体系的なデータベースを構築、拡張性高いソリューション開発

――BIMobjectの運用状況は。

 東「現在世界で1千社以上のメーカー、64万人を超える会員がユーザーとして登録しており、その数は日々増えている。ユーザーのダウンロード数は欧米が圧倒的に多く、アジアでもベトナムは日本の8倍に上るなど利用のすそ野が広がっている。メーカーにとってはどれぐらいのユーザー数かというのが大きなポイントの一つであるのに対し、ユーザーは掲載メーカー数、商品数、様々なファイル形式に対応しているかといった利便性を重視する」

 「BIMobjectはユーザー数、メーカー数とも世界最多の規模を誇る。今後は環境を構築していく中で、ARやVRをはじめいろいろなものとつながっていく。一連のプラットフォームは潜在的に高い開発能力を備えており、BIMobjectの普及とともに拡張性あるソリューションをどんどん提供していきたい」

――日本ではどのような展開を目指していくのか。

 東「新会社では向こう10年間でメーカー数1千社、ユーザー数50万人を目標に掲げている。すでに本社が日本にあり、グローバルに展開しているメーカーは海外で登録している場合もあるが現状はすべて海外向けのものだ。今月から運用を始めているが、最初から全面的にメーカーに委ねるのは難しいとみられ、我々が情報の入力をはじめユーザーをサポートする」

 「設立祝賀会の翌日に開催したBIMobjectのサービスやコアビジネスを紹介するイベント『BIMobject Live 2018 in Japan』に代表されるように、さまざまなイベントへの参加をきっかけに『まず知っていただく』ことで、導入を考える機会につなげてもらいたい」

――野原HDにとって新会社の位置づけは。

 野原「日本市場におけるBIMのプロジェクト比率に比例して、その重要性が上がってくるのではないか。新会社でやることは、本質的には当社が70年近くやってきていることとほとんど変わらないと認識している。もともとは建材メーカーの製品が新しく出てきた時に施工会社にお伝えしたり、施工会社がモノをつくるときに建材メーカーに情報提供させて頂いていたりした。その点BIMobjectがやろうとしていること、できることは変わらない。建設業界のデジタル化が大きく進むことになるとその位置関係も変わってくるだろう」

東京で新会社設立祝賀会/紹介イベント開催

 BIMobjectJapanの設立を受け、出資する野原ホールディングスとBIMobject社は1月31日と2月1日の2日間、東京・六本木のスウェーデン大使館で記念祝賀会と、事業内容や関連分野などを紹介するイベント「BIMobject Live 2018 in Japan」を開催した。

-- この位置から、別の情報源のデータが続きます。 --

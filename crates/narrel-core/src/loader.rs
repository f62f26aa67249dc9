//! Document loaders
//!
//! Builds [`Document`]s from the output of an external annotation
//! pipeline. Two formats are supported:
//! - JSON: `{ "lang": "en", "sentences": [{ "tokens": [...], "ents": [...] }] }`
//! - CoNLL-U, with entity tags in the MISC column (`NER=B-PER`)
//!
//! Both loaders reject structurally inconsistent input, so the extractor
//! can trust every head index it sees.

use std::collections::BTreeMap;
use std::path::Path;
use std::str::FromStr;

use regex::Regex;
use serde::Deserialize;

use crate::{Document, Entity, EntityIob, NarrelError, Result, Sentence, Token};

// ============================================================================
// Input formats
// ============================================================================

/// Supported input formats
#[derive(Debug, Clone, Copy, PartialEq, Eq)]
pub enum InputFormat {
    Json,
    Conllu,
}

impl InputFormat {
    /// Guess the format from a file extension
    pub fn from_path(path: &Path) -> Option<Self> {
        let ext = path.extension()?.to_str()?.to_lowercase();
        match ext.as_str() {
            "json" => Some(Self::Json),
            "conllu" | "conll" => Some(Self::Conllu),
            _ => None,
        }
    }
}

impl FromStr for InputFormat {
    type Err = NarrelError;

    fn from_str(s: &str) -> Result<Self> {
        match s.to_lowercase().as_str() {
            "json" => Ok(Self::Json),
            "conllu" | "conll" => Ok(Self::Conllu),
            _ => Err(NarrelError::UnsupportedFormat(s.to_string())),
        }
    }
}

/// Load a document from disk.
///
/// When `format` is `None` it is inferred from the file extension.
/// `default_lang` is used when the file does not declare a language.
pub fn load_document(
    path: impl AsRef<Path>,
    format: Option<InputFormat>,
    default_lang: &str,
) -> Result<Document> {
    let path = path.as_ref();
    let format = match format {
        Some(format) => format,
        None => InputFormat::from_path(path)
            .ok_or_else(|| NarrelError::UnsupportedFormat(path.display().to_string()))?,
    };

    let content = std::fs::read_to_string(path).map_err(|e| NarrelError::Io {
        path: path.to_path_buf(),
        source: e,
    })?;

    let doc = match format {
        InputFormat::Json => parse_json(&content, default_lang)?,
        InputFormat::Conllu => parse_conllu(&content, default_lang)?,
    };

    tracing::debug!(
        "Loaded {} sentences ({} tokens) from {}",
        doc.sentences().len(),
        doc.token_count(),
        path.display()
    );

    Ok(doc)
}

// ============================================================================
// JSON
// ============================================================================

#[derive(Debug, Deserialize)]
struct RawDocument {
    #[serde(default)]
    lang: Option<String>,
    sentences: Vec<RawSentence>,
}

#[derive(Debug, Deserialize)]
struct RawSentence {
    tokens: Vec<RawToken>,
    #[serde(default)]
    ents: Vec<Entity>,
}

#[derive(Debug, Deserialize)]
struct RawToken {
    text: String,
    pos: String,
    #[serde(default)]
    tag: String,
    dep: String,
    head: usize,
    #[serde(default)]
    morph: RawMorph,
    #[serde(default)]
    ent_iob: EntityIob,
    #[serde(default)]
    ent_type: Option<String>,
}

/// Morphology given either as a map or in UD `Key=Value|...` notation
#[derive(Debug, Deserialize)]
#[serde(untagged)]
enum RawMorph {
    Map(BTreeMap<String, String>),
    Ud(String),
}

impl Default for RawMorph {
    fn default() -> Self {
        Self::Map(BTreeMap::new())
    }
}

impl RawMorph {
    fn into_map(self) -> BTreeMap<String, String> {
        match self {
            Self::Map(map) => map,
            Self::Ud(s) => parse_feats(&s),
        }
    }
}

/// Parse a JSON document
pub fn parse_json(content: &str, default_lang: &str) -> Result<Document> {
    let raw: RawDocument = serde_json::from_str(content)?;

    let sentences = raw
        .sentences
        .into_iter()
        .map(|s| {
            let tokens = s
                .tokens
                .into_iter()
                .enumerate()
                .map(|(i, t)| {
                    let mut token = Token::new(i, t.text, t.pos, t.dep, t.head).with_tag(t.tag);
                    token.morph = t.morph.into_map();
                    token.ent_iob = t.ent_iob;
                    token.ent_type = t.ent_type;
                    token
                })
                .collect();
            Sentence::new(tokens, s.ents)
        })
        .collect::<Result<Vec<_>>>()?;

    let lang = raw.lang.unwrap_or_else(|| default_lang.to_string());
    Ok(Document::new(lang, sentences))
}

// ============================================================================
// CoNLL-U
// ============================================================================

/// Parse CoNLL-U content into a document.
///
/// Multiword-token ranges (`1-2`) and empty nodes (`1.1`) are skipped.
/// A `# lang = xx` comment overrides `default_lang`.
pub fn parse_conllu(content: &str, default_lang: &str) -> Result<Document> {
    let comment_re = Regex::new(r"^#\s*([\w.:-]+)\s*=\s*(.*)$").map_err(anyhow::Error::from)?;
    let ner_re = Regex::new(r"^([BIO])(?:-(.+))?$").map_err(anyhow::Error::from)?;

    let mut lang: Option<String> = None;
    let mut sentences = Vec::new();
    let mut tokens: Vec<Token> = Vec::new();

    for (line_no, line) in content.lines().enumerate() {
        let line_no = line_no + 1;
        let line = line.trim_end();

        if line.is_empty() {
            if !tokens.is_empty() {
                sentences.push(finish_sentence(std::mem::take(&mut tokens))?);
            }
            continue;
        }

        if line.starts_with('#') {
            if let Some(caps) = comment_re.captures(line) {
                if &caps[1] == "lang" && lang.is_none() {
                    lang = Some(caps[2].trim().to_string());
                }
            }
            continue;
        }

        let cols: Vec<&str> = line.split('\t').collect();
        if cols.len() != 10 {
            return Err(NarrelError::Parse {
                line: line_no,
                message: format!("expected 10 columns, found {}", cols.len()),
            });
        }
        if cols[0].contains('-') || cols[0].contains('.') {
            continue;
        }

        let id: usize = cols[0].parse().map_err(|_| NarrelError::Parse {
            line: line_no,
            message: format!("invalid token id {:?}", cols[0]),
        })?;
        if id != tokens.len() + 1 {
            return Err(NarrelError::Parse {
                line: line_no,
                message: format!("expected token id {}, found {}", tokens.len() + 1, id),
            });
        }
        let i = id - 1;

        let head: usize = cols[6].parse().map_err(|_| NarrelError::Parse {
            line: line_no,
            message: format!("invalid head {:?}", cols[6]),
        })?;
        let head = if head == 0 { i } else { head - 1 };

        let dep = if cols[7] == "root" { "ROOT" } else { cols[7] };
        let tag = if cols[4] == "_" { "" } else { cols[4] };

        let mut token = Token::new(i, cols[1], cols[3], dep, head).with_tag(tag);
        token.morph = parse_feats(cols[5]);

        for item in cols[9].split('|') {
            if let Some(value) = item.strip_prefix("NER=") {
                if let Some(caps) = ner_re.captures(value) {
                    token.ent_iob = match &caps[1] {
                        "B" => EntityIob::Begin,
                        "I" => EntityIob::Inside,
                        _ => EntityIob::Outside,
                    };
                    token.ent_type = caps.get(2).map(|m| m.as_str().to_string());
                }
            }
        }

        tokens.push(token);
    }

    if !tokens.is_empty() {
        sentences.push(finish_sentence(tokens)?);
    }

    let lang = lang.unwrap_or_else(|| default_lang.to_string());
    Ok(Document::new(lang, sentences))
}

/// Parse UD features (`Tense=Past|VerbForm=Fin`); `_` means none
fn parse_feats(feats: &str) -> BTreeMap<String, String> {
    feats
        .split('|')
        .filter_map(|item| item.split_once('='))
        .map(|(k, v)| (k.to_string(), v.to_string()))
        .collect()
}

/// Assemble entities from IOB runs and build the sentence
fn finish_sentence(tokens: Vec<Token>) -> Result<Sentence> {
    let mut ents = Vec::new();
    let mut open: Option<(usize, String)> = None;

    for token in &tokens {
        match token.ent_iob {
            EntityIob::Inside if open.is_some() => {}
            EntityIob::Begin | EntityIob::Inside => {
                if let Some((start, label)) = open.take() {
                    ents.push(Entity {
                        start,
                        end: token.i,
                        label,
                    });
                }
                let label = token.ent_type.clone().unwrap_or_default();
                open = Some((token.i, label));
            }
            EntityIob::Outside | EntityIob::Unset => {
                if let Some((start, label)) = open.take() {
                    ents.push(Entity {
                        start,
                        end: token.i,
                        label,
                    });
                }
            }
        }
    }
    if let Some((start, label)) = open {
        ents.push(Entity {
            start,
            end: tokens.len(),
            label,
        });
    }

    Sentence::new(tokens, ents)
}

// ============================================================================
// Tests
// ============================================================================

 記念祝賀会では、野原HDとBIMobject社の代表らが挨拶に立ち、BIMを活用した建設情報のデジタル化を通じて日本市場で情報価値の最大化に貢献していく考えなどを強調。来賓からは国際競争力の維持・向上やBIMの先鋭性、今後果たす社会的使命などに対する期待の声が祝辞として寄せられた。

 イベントはBIMobject社がサービスの提供を始めた翌年の2013年から本拠を置くスウェーデンを中心に毎年実施しており、アジアでは今回が初の試み。BIMobject社の経営陣や有識者らが登壇、国内外から参集した設計事務所や建材メーカーの関係者ら約80人が建設業界におけるデジタル情報のプラットフォームづくりや有益なソフトウェアサービスの提供について理解を深めた。

 BIMobjectJapanは昨年12月27日に設立。資本金は約2億7千万円で、野原HDが49%、BIMobject社が51%出資する。